[Coautor: Weiny César Freitas Pinto[1]]
O desenvolvimento de novas tecnologias, desde as mais rudimentares às mais sofisticadas, determinou a evolução do homem em sociedade e fomentou seu desenvolvimento, não apenas em termos técnicos, como também intelectuais. O desenvolvimento tecnológico permitiu ao homem pensar sobre si e definir a si mesmo como indivíduo único e social a partir da troca de informações e ideias. Johannes Gutenberg – o homem que, no século XV, estabeleceu a imprensa e ganhou renome por permitir que a informação saísse dos claustros eclesiásticos e chegasse ao cidadão comum – é de longe muito distinto do homem que dominou o fogo ou forjou a primeira lança – homem que nem sequer nome próprio tinha. Com efeito, as tecnologias de informação no mundo contemporâneo e os homens que a produzem e a consomem chegaram a distâncias muito mais largas que aparentam os meros seis séculos desde que os primeiros tipos móveis compuseram a primeira folha de rosto.
A sociedade contemporânea é regida pela informação. As novas tecnologias de comunicação moldam o comportamento e as opiniões do público, o que não é em si necessariamente um problema, pois nossos pontos de vista e atitudes são dependentes das informações e valores que recebemos. Entretanto, é preciso a tomada de uma postura crítica em relação às informações que consumimos, o que configura um grande esforço diante do volume absurdamente alto de informações que circulam pela mídia tradicional e, principalmente, por redes sociais, tais como Facebook, WhatsApp, Twitter, entre outros.
Além disso, se, por um lado, a internet e as redes sociais tornaram o processo de comunicação muito mais fluido e veloz, por outro, impuseram um problema: a amplitude e a facilidade de acesso a esses meios criaram um ambiente propício à divulgação de informações falsas, as chamadas fake news, já que são ferramentas extremamente suscetíveis à imprecisão dos fatos e à falsidade de dados, isto é, como comenta Evagelidis (2019, p.139), “[…] criam dúvidas sobre a qualidade e a confiabilidade da informação”.

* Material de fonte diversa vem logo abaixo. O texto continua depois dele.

use super::*;

/// Raw mode and mouse capture for as long as this value lives.
struct Terminal;

impl Terminal {
  fn enter() -> Result<Self> {
    terminal::enable_raw_mode()?;
    let guard = Self;
    logging::set_screen_owned(true);
    command!(EnableMouseCapture, Hide)?;
    Ok(guard)
  }
}

impl Drop for Terminal {
  fn drop(&mut self) {
    logging::set_screen_owned(false);

    if let Err(error) = command!(ResetColor, Show, DisableMouseCapture) {
      warn!(%error, "failed to restore terminal state");
    }

    if let Err(error) = terminal::disable_raw_mode() {
      warn!(%error, "failed to disable raw mode");
    }
  }
}

pub(crate) struct Tutor {
  settings: Settings,
}

impl Tutor {
  pub(crate) fn new(settings: Settings) -> Self {
    Self { settings }
  }

  pub(crate) fn run(self) -> Result {
    let last = {
      let _terminal = Terminal::enter()?;
      let last = self.practice(&mut stdout())?;
      command!(Clear(ClearType::All), MoveTo(0, 0))?;
      last
    };

    if let Some(stats) = last {
      println!("{stats}");
    }

    Ok(())
  }

  /// Runs tests until the user quits mid-test or closes a summary.
  fn practice(&self, w: &mut impl Write) -> Result<Option<Stats>> {
    let mut last = None;

    for round in 1.. {
      info!(round, timed = self.settings.is_timed(), "starting typing test");

      let Some(stats) = App::new(&self.settings).run(w)? else {
        info!(round, "typing test abandoned");
        break;
      };

      info!(round, %stats, "typing test completed");

      let outcome = self.summarize(w, &stats)?;

      last = Some(stats);

      match outcome {
        Outcome::Retry => info!(round, "retrying typing test"),
        Outcome::Close => {
          info!(round, "closed test summary");
          break;
        }
      }
    }

    Ok(last)
  }

  fn summarize(&self, w: &mut impl Write, stats: &Stats) -> Result<Outcome> {
    let dropped = dialog::drain(|| Ok(event::poll(Duration::ZERO)?), || Ok(event::read()?))?;

    if dropped > 0 {
      debug!(dropped, "discarded input queued before test summary");
    }

    let mut dialog = Dialog::Open;

    loop {
      let summary = TestSummary {
        is_timed_test: self.settings.is_timed(),
        is_visible: dialog.is_open(),
        stats,
        test_duration: self.settings.duration,
      };

      if let Some(view) = summary.view() {
        view.draw(w)?;
      }

      if let Some(event) = DialogEvent::from_event(event::read()?) {
        if let Some(outcome) = dialog.handle(event) {
          return Ok(outcome);
        }
      }
    }
  }
}
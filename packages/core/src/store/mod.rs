//! Durable storage for fee observations and per-chain sync cursors.
//!
//! The store is the single source of truth: the controller and poller keep
//! no copies of records or cursors between calls.

use async_trait::async_trait;

use crate::error::StoreError;
use crate::types::FeeRecord;

#[cfg(test)]
pub mod memory;
pub mod sqlite;

#[cfg(test)]
pub use memory::InMemoryFeeStore;
pub use sqlite::SqliteFeeStore;

pub type Result<T> = core::result::Result<T, StoreError>;

/// Storage API for fee records and sync cursors.
#[async_trait]
pub trait FeeStore: Send + Sync {
    /// Reads the record stored for `block_number` on `chain`.
    async fn get_by_height(&self, chain: &str, block_number: u64) -> Result<Option<FeeRecord>>;

    /// Persists a record. A record already stored for the same height is kept.
    async fn put(&self, record: &FeeRecord) -> Result<()>;

    /// Reads the record closest in time to `timestamp`, if one lies within
    /// the query window.
    async fn get_nearest(&self, chain: &str, timestamp: i64) -> Result<Option<FeeRecord>>;

    /// Reads every record within the query window around `timestamp`,
    /// ordered by timestamp ascending.
    async fn get_window(&self, chain: &str, timestamp: i64) -> Result<Vec<FeeRecord>>;

    /// Reads the highest block height synced for `chain`.
    async fn get_cursor(&self, chain: &str) -> Result<Option<u64>>;

    /// Writes the highest block height synced for `chain`.
    async fn put_cursor(&self, chain: &str, block_number: u64) -> Result<()>;
}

Nesse contexto, em um ambiente que preza a agilidade da comunicação e onde o público age, não apenas como receptor, mas também como emissor, ou melhor, replicador, a informação tornou-se, mais que nunca, uma poderosa mercadoria. Em estudo recente sobre o papel dos meios digitais de comunicação durante a campanha eleitoral de 2018 no Brasil, Costa (2019, p. 15) aponta:
A revolução digital criou um novo ambiente de comunicação pública muito diferente daquele das mídias tradicionais. Em primeiro lugar, ele resulta de um empreendimento comercial privado que atende prioritariamente aos seus interesses financeiros. Desse modo, apesar da sensação de individualidade, publicidade e gratuidade das redes sociais, elas são produtoras de conteúdo e estão a serviço do marketing e da realização de negócios voltados para a venda de informações.
Sob essa ótica, faz-se ainda mais urgente uma postura crítica em face das informações que nos circundam. É preciso questioná-las. O dilema é: no mundo contemporâneo, é possível desenvolver pensamento crítico em relação a algo que nos impacta de maneira tão pessoal e, ao mesmo tempo, coletiva, como a forma em que nos comunicamos? A resposta pode estar na filosofia, pois falar de pensamento crítico é falar de filosofia. Considerando algumas posições do filósofo francês Alain Badiou e do filósofo brasileiro Hilton Japiassu, é possível entender como a prática filosófica pode contribuir para o dilema da comunicação.
Ao tratar da prática filosófica, Badiou faz alusão à função crítica da filosofia – que chama de “revolta do pensamento”. Segundo o filósofo (2002, p. 11): a filosofia é “[…] descontente com as opiniões dominantes […]”. Em A situação da filosofia no mundo contemporâneo, Badiou (2002, p. 12) invoca o “desejo de filosofia” e o caracteriza a partir de quatro componentes: a revolta, a lógica, o universal e a aposta.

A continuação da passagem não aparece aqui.